Andy Warhol’s 1965 film, The Life of Juanita Castro should really be described as Ronald Tavel’s film, since not only did he write it, but directed it live on camera—although not the camera the actors thought they was capturing their performances—and generally—with the exception of Marie Menken (playing Juanita), who was a last moment choice of Warhol’s—cast its characters.
     Tavel was clearly the best of Warhol’s several collaborators, writing most of the early, arguably better of Warhol’s films (also performed later as plays) and single-handedly created The Theatre of the Ridiculous. a sly reference to Martin Esslin’s concept of The Theatre of the Absurd. Its short manifesto, written by Tavel stated : "We have passed beyond the absurd: our position is absolutely preposterous.”
      Even Warhol recognized Tavel’s brilliance, suggesting that all he needed to do was to toss out an idea and Ronnie would whip up into a play in a few hours.
      Ultimately, they split when Warhol, seeking to make better use of his discovery, Edie Sedgewick, began to actually believe he could make a commercial film, which left the purposely outsider playwright without a venue.
      The 1965 film came about after Fidel Castro’s sister Juanita fled Cuba for Mexico in 1964, emphatically expressing her intense differences with her own brothers’ communist and generally oppressive leadership. From Mexico she fled to Miami, eventually becoming an CIA informant while helping other Cubans to flee their island homes.
      After a Life magazine article titled “My Brother Is a Tyrant and He Must Go,” and word got out that Castro was seeking to be the subject of a movie in which Marlon Brando would play him and for which Fidel’s brother Raúl wanted actor Frank Sinatra, Warhol and Tavel knew, as the latter tells it, that the Juanita Castro story was now their “property.”
      Using a cast primarily made up of women which involved several scenes of intense kissing between Juanita and Raúl (Elektrah)—as well as Raúl and Che (Aniram Anipso), etc.—Tavel whipped up a meringue of a messy family feud full of campy talk with a speech of endless sloganeering that Fidel (Mercedes Ospina) had made famous in the past.
      To make the audience and actors even more uncomfortable, Tavel, sitting with the Castro family members and their hangers-on who included Harvey Tavel, Waldo Diaz-Balart, Ultra Violet, Jinny Bern, Amanda Sherrill, Bonny Gaer, Isadora Rose, Elizabeth Staal, and Carol Lobravico, shouted out the directions and words which cast members repeated, sometimes parroting Tavel’s own speech rhythms and at other times widely varying the language and behavior he had assigned them.
     Menken, in particular, described by one commentator as “a volatile, unpredictable performer,” sometimes refused to even make an effort to repeat her lines and at other times argued with Tavel as playwright, insisting that the words he had given her to speak made no sense.
     That tension, in turn, was reinforced by the fact that the performers were often told to speak directly in a camera that, without their knowledge, was not operating, so that we observe their efforts from the side instead of head-on.
     Put together, the often ridiculous words they were asked to repeat, the continued and sometimes intense lesbian-like kissing sessions, and the general sense of argumentation turned this version of the Castro family and their entourage into something akin to the Warhol “family” itself, seemingly speaking improvisationally while on drugs—even though we know that Tavel has intentionally written what they speak— while taking every opportunity to make out and whisper jealous threats to one another.
      Juanita is clearly the only one who “means business,” not at all liking the company with whom she is surrounded, including probably the Warhol group itself.
       If like all Warhol works this often becomes more than a little boring, it also was so amazingly ridiculous that, as then Village Voice critic Andrew Sarris wrote:

 “The whole thing is outrageous…making a comment on a revolution that has long since been consigned to camp. …They have made the only valid statement I have seen on the subject in the past several years.”

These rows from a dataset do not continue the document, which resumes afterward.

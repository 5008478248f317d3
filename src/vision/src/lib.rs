// Copyright 2025 Google LLC
//
// Licensed under the Apache License, Version 2.0 (the "License");
// you may not use this file except in compliance with the License.
// You may obtain a copy of the License at
//
//     https://www.apache.org/licenses/LICENSE-2.0
//
// Unless required by applicable law or agreed to in writing, software
// distributed under the License is distributed on an "AS IS" BASIS,
// WITHOUT WARRANTIES OR CONDITIONS OF ANY KIND, either express or implied.
// See the License for the specific language governing permissions and
// limitations under the License.

//! Google Cloud Client Libraries for Rust - Cloud Vision API
//!
//! This crate contains the clients for the Cloud Vision API:
//!
//! * [ImageAnnotator](client/struct.ImageAnnotator.html) detects and
//!   annotates the contents of images and files.
//! * [ProductSearch](client/struct.ProductSearch.html) manages the products,
//!   product sets, and reference images used in product search.
//!
//! Several RPCs start [long-running operations]. Their request builders
//! return an [OperationHandle][lro::OperationHandle] from `start()`, the
//! handle polls the operation until it completes, and decodes the response
//! and metadata into the types declared in [long_running].
//!
//! The clients send requests through a [stub] trait object. Applications
//! provide the transport, or a mock in their tests.
//!
//! # Available features
//!
//! * `unstable-stream`: enables the `by_page()` and `by_item()` functions of
//!   list RPCs, and the stream adapters of long-running operations. These
//!   functions depend on the `futures::Stream` trait, which is not yet stable.
//!
//! [long-running operations]: https://google.aip.dev/151

pub mod model;

pub use gax::Result;
pub use gax::error::Error;

pub mod builder;
pub mod client;
pub mod long_running;
pub mod path;
pub mod stub;

mod operations;
mod tracing;
// Copyright 2025 Google LLC
//
// Licensed under the Apache License, Version 2.0 (the "License");
// you may not use this file except in compliance with the License.
// You may obtain a copy of the License at
//
//     https://www.apache.org/licenses/LICENSE-2.0
//
// Unless required by applicable law or agreed to in writing, software
// distributed under the License is distributed on an "AS IS" BASIS,
// WITHOUT WARRANTIES OR CONDITIONS OF ANY KIND, either express or implied.
// See the License for the specific language governing permissions and
// limitations under the License.

//! An in-memory operations service for the integration tests.

use gax::Result;
use gax::error::Error;
use gax::error::rpc::{Code, Status};
use gax::options::RequestOptions;
use lro::model::{CancelOperationRequest, GetOperationRequest, Operation};
use serde::{Deserialize, Serialize};
use std::collections::VecDeque;
use std::sync::Mutex;
use std::sync::atomic::{AtomicU32, Ordering};
use std::time::Duration;
use wkt::message::Message;

#[derive(Clone, Debug, Default, PartialEq, Deserialize, Serialize)]
#[serde(default, rename_all = "camelCase")]
pub struct Product {
    pub name: String,
    pub display_name: String,
}

impl Message for Product {
    fn typename() -> &'static str {
        "type.googleapis.com/test.v1.Product"
    }
}

#[derive(Clone, Debug, Default, PartialEq, Deserialize, Serialize)]
#[serde(default, rename_all = "camelCase")]
pub struct ImportMetadata {
    pub processed_count: u32,
}

impl Message for ImportMetadata {
    fn typename() -> &'static str {
        "type.googleapis.com/test.v1.ImportMetadata"
    }
}

/// Replays a queue of `GetOperation` responses.
///
/// Once the queue is empty each poll fails with `NOT_FOUND`.
#[derive(Debug, Default)]
pub struct FakeOperations {
    responses: Mutex<VecDeque<Result<Operation>>>,
    delay: Option<Duration>,
    polls: AtomicU32,
    cancels: AtomicU32,
}

impl FakeOperations {
    pub fn new<I>(responses: I) -> Self
    where
        I: IntoIterator<Item = Result<Operation>>,
    {
        Self {
            responses: Mutex::new(responses.into_iter().collect()),
            ..Default::default()
        }
    }

    /// Each poll takes `delay` before returning.
    pub fn with_delay(mut self, delay: Duration) -> Self {
        self.delay = Some(delay);
        self
    }

    pub fn polls(&self) -> u32 {
        self.polls.load(Ordering::SeqCst)
    }

    pub fn cancels(&self) -> u32 {
        self.cancels.load(Ordering::SeqCst)
    }
}

impl lro::stub::Operations for FakeOperations {
    async fn get_operation(
        &self,
        req: GetOperationRequest,
        _options: RequestOptions,
    ) -> Result<Operation> {
        self.polls.fetch_add(1, Ordering::SeqCst);
        if let Some(d) = self.delay {
            tokio::time::sleep(d).await;
        }
        let next = self.responses.lock().expect("not poisoned").pop_front();
        next.unwrap_or_else(|| {
            Err(Error::service(
                Status::default()
                    .set_code(Code::NotFound)
                    .set_message(format!("{} not found", req.name)),
            ))
        })
    }

    async fn cancel_operation(
        &self,
        _req: CancelOperationRequest,
        _options: RequestOptions,
    ) -> Result<()> {
        self.cancels.fetch_add(1, Ordering::SeqCst);
        Ok(())
    }
}

pub fn in_progress(name: &str, processed_count: u32) -> Operation {
    let metadata = wkt::Any::from_msg(&ImportMetadata { processed_count })
        .expect("metadata should serialize");
    Operation::default().set_name(name).set_metadata(metadata)
}

pub fn succeeded(name: &str, product: &str) -> Operation {
    let response = wkt::Any::from_msg(&Product {
        name: product.to_string(),
        display_name: "test-only".to_string(),
    })
    .expect("response should serialize");
    Operation::default()
        .set_name(name)
        .set_done(true)
        .set_response(response)
}

pub fn failed(name: &str, code: Code, message: &str) -> Operation {
    Operation::default()
        .set_name(name)
        .set_done(true)
        .set_error(Status::default().set_code(code).set_message(message))
}
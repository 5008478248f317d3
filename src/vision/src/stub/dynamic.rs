// Copyright 2025 Google LLC
//
// Licensed under the Apache License, Version 2.0 (the "License");
// you may not use this file except in compliance with the License.
// You may obtain a copy of the License at
//
//     https://www.apache.org/licenses/LICENSE-2.0
//
// Unless required by applicable law or agreed to in writing, software
// distributed under the License is distributed on an "AS IS" BASIS,
// WITHOUT WARRANTIES OR CONDITIONS OF ANY KIND, either express or implied.
// See the License for the specific language governing permissions and
// limitations under the License.

/// A dyn-compatible, crate-private version of [super::ProductSearch].
#[async_trait::async_trait]
pub trait ProductSearch: std::fmt::Debug + Send + Sync {
    async fn create_product_set(
        &self,
        req: crate::model::CreateProductSetRequest,
        options: gax::options::RequestOptions,
    ) -> crate::Result<crate::model::ProductSet>;

    async fn list_product_sets(
        &self,
        req: crate::model::ListProductSetsRequest,
        options: gax::options::RequestOptions,
    ) -> crate::Result<crate::model::ListProductSetsResponse>;

    async fn get_product_set(
        &self,
        req: crate::model::GetProductSetRequest,
        options: gax::options::RequestOptions,
    ) -> crate::Result<crate::model::ProductSet>;

    async fn update_product_set(
        &self,
        req: crate::model::UpdateProductSetRequest,
        options: gax::options::RequestOptions,
    ) -> crate::Result<crate::model::ProductSet>;

    async fn delete_product_set(
        &self,
        req: crate::model::DeleteProductSetRequest,
        options: gax::options::RequestOptions,
    ) -> crate::Result<()>;

    async fn create_product(
        &self,
        req: crate::model::CreateProductRequest,
        options: gax::options::RequestOptions,
    ) -> crate::Result<crate::model::Product>;

    async fn list_products(
        &self,
        req: crate::model::ListProductsRequest,
        options: gax::options::RequestOptions,
    ) -> crate::Result<crate::model::ListProductsResponse>;

    async fn get_product(
        &self,
        req: crate::model::GetProductRequest,
        options: gax::options::RequestOptions,
    ) -> crate::Result<crate::model::Product>;

    async fn update_product(
        &self,
        req: crate::model::UpdateProductRequest,
        options: gax::options::RequestOptions,
    ) -> crate::Result<crate::model::Product>;

    async fn delete_product(
        &self,
        req: crate::model::DeleteProductRequest,
        options: gax::options::RequestOptions,
    ) -> crate::Result<()>;

    async fn create_reference_image(
        &self,
        req: crate::model::CreateReferenceImageRequest,
        options: gax::options::RequestOptions,
    ) -> crate::Result<crate::model::ReferenceImage>;

    async fn delete_reference_image(
        &self,
        req: crate::model::DeleteReferenceImageRequest,
        options: gax::options::RequestOptions,
    ) -> crate::Result<()>;

    async fn list_reference_images(
        &self,
        req: crate::model::ListReferenceImagesRequest,
        options: gax::options::RequestOptions,
    ) -> crate::Result<crate::model::ListReferenceImagesResponse>;

    async fn get_reference_image(
        &self,
        req: crate::model::GetReferenceImageRequest,
        options: gax::options::RequestOptions,
    ) -> crate::Result<crate::model::ReferenceImage>;

    async fn add_product_to_product_set(
        &self,
        req: crate::model::AddProductToProductSetRequest,
        options: gax::options::RequestOptions,
    ) -> crate::Result<()>;

    async fn remove_product_from_product_set(
        &self,
        req: crate::model::RemoveProductFromProductSetRequest,
        options: gax::options::RequestOptions,
    ) -> crate::Result<()>;

    async fn list_products_in_product_set(
        &self,
        req: crate::model::ListProductsInProductSetRequest,
        options: gax::options::RequestOptions,
    ) -> crate::Result<crate::model::ListProductsInProductSetResponse>;

    async fn import_product_sets(
        &self,
        req: crate::model::ImportProductSetsRequest,
        options: gax::options::RequestOptions,
    ) -> crate::Result<lro::model::Operation>;

    async fn purge_products(
        &self,
        req: crate::model::PurgeProductsRequest,
        options: gax::options::RequestOptions,
    ) -> crate::Result<lro::model::Operation>;

    async fn get_operation(
        &self,
        req: lro::model::GetOperationRequest,
        options: gax::options::RequestOptions,
    ) -> crate::Result<lro::model::Operation>;

    async fn cancel_operation(
        &self,
        req: lro::model::CancelOperationRequest,
        options: gax::options::RequestOptions,
    ) -> crate::Result<()>;
}

/// All implementations of [super::ProductSearch] also implement [ProductSearch].
#[async_trait::async_trait]
impl<T: super::ProductSearch> ProductSearch for T {
    /// Forwards the call to the implementation provided by `T`.
    async fn create_product_set(
        &self,
        req: crate::model::CreateProductSetRequest,
        options: gax::options::RequestOptions,
    ) -> crate::Result<crate::model::ProductSet> {
        T::create_product_set(self, req, options).await
    }

    /// Forwards the call to the implementation provided by `T`.
    async fn list_product_sets(
        &self,
        req: crate::model::ListProductSetsRequest,
        options: gax::options::RequestOptions,
    ) -> crate::Result<crate::model::ListProductSetsResponse> {
        T::list_product_sets(self, req, options).await
    }

    /// Forwards the call to the implementation provided by `T`.
    async fn get_product_set(
        &self,
        req: crate::model::GetProductSetRequest,
        options: gax::options::RequestOptions,
    ) -> crate::Result<crate::model::ProductSet> {
        T::get_product_set(self, req, options).await
    }

    /// Forwards the call to the implementation provided by `T`.
    async fn update_product_set(
        &self,
        req: crate::model::UpdateProductSetRequest,
        options: gax::options::RequestOptions,
    ) -> crate::Result<crate::model::ProductSet> {
        T::update_product_set(self, req, options).await
    }

    /// Forwards the call to the implementation provided by `T`.
    async fn delete_product_set(
        &self,
        req: crate::model::DeleteProductSetRequest,
        options: gax::options::RequestOptions,
    ) -> crate::Result<()> {
        T::delete_product_set(self, req, options).await
    }

    /// Forwards the call to the implementation provided by `T`.
    async fn create_product(
        &self,
        req: crate::model::CreateProductRequest,
        options: gax::options::RequestOptions,
    ) -> crate::Result<crate::model::Product> {
        T::create_product(self, req, options).await
    }

    /// Forwards the call to the implementation provided by `T`.
    async fn list_products(
        &self,
        req: crate::model::ListProductsRequest,
        options: gax::options::RequestOptions,
    ) -> crate::Result<crate::model::ListProductsResponse> {
        T::list_products(self, req, options).await
    }

    /// Forwards the call to the implementation provided by `T`.
    async fn get_product(
        &self,
        req: crate::model::GetProductRequest,
        options: gax::options::RequestOptions,
    ) -> crate::Result<crate::model::Product> {
        T::get_product(self, req, options).await
    }

    /// Forwards the call to the implementation provided by `T`.
    async fn update_product(
        &self,
        req: crate::model::UpdateProductRequest,
        options: gax::options::RequestOptions,
    ) -> crate::Result<crate::model::Product> {
        T::update_product(self, req, options).await
    }

    /// Forwards the call to the implementation provided by `T`.
    async fn delete_product(
        &self,
        req: crate::model::DeleteProductRequest,
        options: gax::options::RequestOptions,
    ) -> crate::Result<()> {
        T::delete_product(self, req, options).await
    }

    /// Forwards the call to the implementation provided by `T`.
    async fn create_reference_image(
        &self,
        req: crate::model::CreateReferenceImageRequest,
        options: gax::options::RequestOptions,
    ) -> crate::Result<crate::model::ReferenceImage> {
        T::create_reference_image(self, req, options).await
    }

    /// Forwards the call to the implementation provided by `T`.
    async fn delete_reference_image(
        &self,
        req: crate::model::DeleteReferenceImageRequest,
        options: gax::options::RequestOptions,
    ) -> crate::Result<()> {
        T::delete_reference_image(self, req, options).await
    }

    /// Forwards the call to the implementation provided by `T`.
    async fn list_reference_images(
        &self,
        req: crate::model::ListReferenceImagesRequest,
        options: gax::options::RequestOptions,
    ) -> crate::Result<crate::model::ListReferenceImagesResponse> {
        T::list_reference_images(self, req, options).await
    }

    /// Forwards the call to the implementation provided by `T`.
    async fn get_reference_image(
        &self,
        req: crate::model::GetReferenceImageRequest,
        options: gax::options::RequestOptions,
    ) -> crate::Result<crate::model::ReferenceImage> {
        T::get_reference_image(self, req, options).await
    }

    /// Forwards the call to the implementation provided by `T`.
    async fn add_product_to_product_set(
        &self,
        req: crate::model::AddProductToProductSetRequest,
        options: gax::options::RequestOptions,
    ) -> crate::Result<()> {
        T::add_product_to_product_set(self, req, options).await
    }

    /// Forwards the call to the implementation provided by `T`.
    async fn remove_product_from_product_set(
        &self,
        req: crate::model::RemoveProductFromProductSetRequest,
        options: gax::options::RequestOptions,
    ) -> crate::Result<()> {
        T::remove_product_from_product_set(self, req, options).await
    }

    /// Forwards the call to the implementation provided by `T`.
    async fn list_products_in_product_set(
        &self,
        req: crate::model::ListProductsInProductSetRequest,
        options: gax::options::RequestOptions,
    ) -> crate::Result<crate::model::ListProductsInProductSetResponse> {
        T::list_products_in_product_set(self, req, options).await
    }

    /// Forwards the call to the implementation provided by `T`.
    async fn import_product_sets(
        &self,
        req: crate::model::ImportProductSetsRequest,
        options: gax::options::RequestOptions,
    ) -> crate::Result<lro::model::Operation> {
        T::import_product_sets(self, req, options).await
    }

    /// Forwards the call to the implementation provided by `T`.
    async fn purge_products(
        &self,
        req: crate::model::PurgeProductsRequest,
        options: gax::options::RequestOptions,
    ) -> crate::Result<lro::model::Operation> {
        T::purge_products(self, req, options).await
    }

    /// Forwards the call to the implementation provided by `T`.
    async fn get_operation(
        &self,
        req: lro::model::GetOperationRequest,
        options: gax::options::RequestOptions,
    ) -> crate::Result<lro::model::Operation> {
        T::get_operation(self, req, options).await
    }

    /// Forwards the call to the implementation provided by `T`.
    async fn cancel_operation(
        &self,
        req: lro::model::CancelOperationRequest,
        options: gax::options::RequestOptions,
    ) -> crate::Result<()> {
        T::cancel_operation(self, req, options).await
    }
}

/// A dyn-compatible, crate-private version of [super::ImageAnnotator].
#[async_trait::async_trait]
pub trait ImageAnnotator: std::fmt::Debug + Send + Sync {
    async fn batch_annotate_images(
        &self,
        req: crate::model::BatchAnnotateImagesRequest,
        options: gax::options::RequestOptions,
    ) -> crate::Result<crate::model::BatchAnnotateImagesResponse>;

    async fn batch_annotate_files(
        &self,
        req: crate::model::BatchAnnotateFilesRequest,
        options: gax::options::RequestOptions,
    ) -> crate::Result<crate::model::BatchAnnotateFilesResponse>;

    async fn async_batch_annotate_images(
        &self,
        req: crate::model::AsyncBatchAnnotateImagesRequest,
        options: gax::options::RequestOptions,
    ) -> crate::Result<lro::model::Operation>;

    async fn async_batch_annotate_files(
        &self,
        req: crate::model::AsyncBatchAnnotateFilesRequest,
        options: gax::options::RequestOptions,
    ) -> crate::Result<lro::model::Operation>;

    async fn get_operation(
        &self,
        req: lro::model::GetOperationRequest,
        options: gax::options::RequestOptions,
    ) -> crate::Result<lro::model::Operation>;

    async fn cancel_operation(
        &self,
        req: lro::model::CancelOperationRequest,
        options: gax::options::RequestOptions,
    ) -> crate::Result<()>;
}

/// All implementations of [super::ImageAnnotator] also implement [ImageAnnotator].
#[async_trait::async_trait]
impl<T: super::ImageAnnotator> ImageAnnotator for T {
    /// Forwards the call to the implementation provided by `T`.
    async fn batch_annotate_images(
        &self,
        req: crate::model::BatchAnnotateImagesRequest,
        options: gax::options::RequestOptions,
    ) -> crate::Result<crate::model::BatchAnnotateImagesResponse> {
        T::batch_annotate_images(self, req, options).await
    }

    /// Forwards the call to the implementation provided by `T`.
    async fn batch_annotate_files(
        &self,
        req: crate::model::BatchAnnotateFilesRequest,
        options: gax::options::RequestOptions,
    ) -> crate::Result<crate::model::BatchAnnotateFilesResponse> {
        T::batch_annotate_files(self, req, options).await
    }

    /// Forwards the call to the implementation provided by `T`.
    async fn async_batch_annotate_images(
        &self,
        req: crate::model::AsyncBatchAnnotateImagesRequest,
        options: gax::options::RequestOptions,
    ) -> crate::Result<lro::model::Operation> {
        T::async_batch_annotate_images(self, req, options).await
    }

    /// Forwards the call to the implementation provided by `T`.
    async fn async_batch_annotate_files(
        &self,
        req: crate::model::AsyncBatchAnnotateFilesRequest,
        options: gax::options::RequestOptions,
    ) -> crate::Result<lro::model::Operation> {
        T::async_batch_annotate_files(self, req, options).await
    }

    /// Forwards the call to the implementation provided by `T`.
    async fn get_operation(
        &self,
        req: lro::model::GetOperationRequest,
        options: gax::options::RequestOptions,
    ) -> crate::Result<lro::model::Operation> {
        T::get_operation(self, req, options).await
    }

    /// Forwards the call to the implementation provided by `T`.
    async fn cancel_operation(
        &self,
        req: lro::model::CancelOperationRequest,
        options: gax::options::RequestOptions,
    ) -> crate::Result<()> {
        T::cancel_operation(self, req, options).await
    }
}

    Finally, if there was ever a film that outdid even the Brechtian ideal of alienating the audience, it was this Tavel and Warhol production. The actors, dressed in street clothes, and packed into the tiny space with which the creators had provided them were allowed very little “identity” or, in this case, even the logic of credible beings, creating an audience that either loves the insanity of the pretense or who immediately flee the theater for the lack of any attempt to present the real.
     Goodbye dear Brando! Goodbye Jimmy Dean! There’s no room at this inn for anyone who has studied with The Actors Studio. In this room there is no reason for males to even exist.

Los Angeles, September 2, 2020
Reprinted from World Cinema Review and Queer Cinema Blog (September 2020).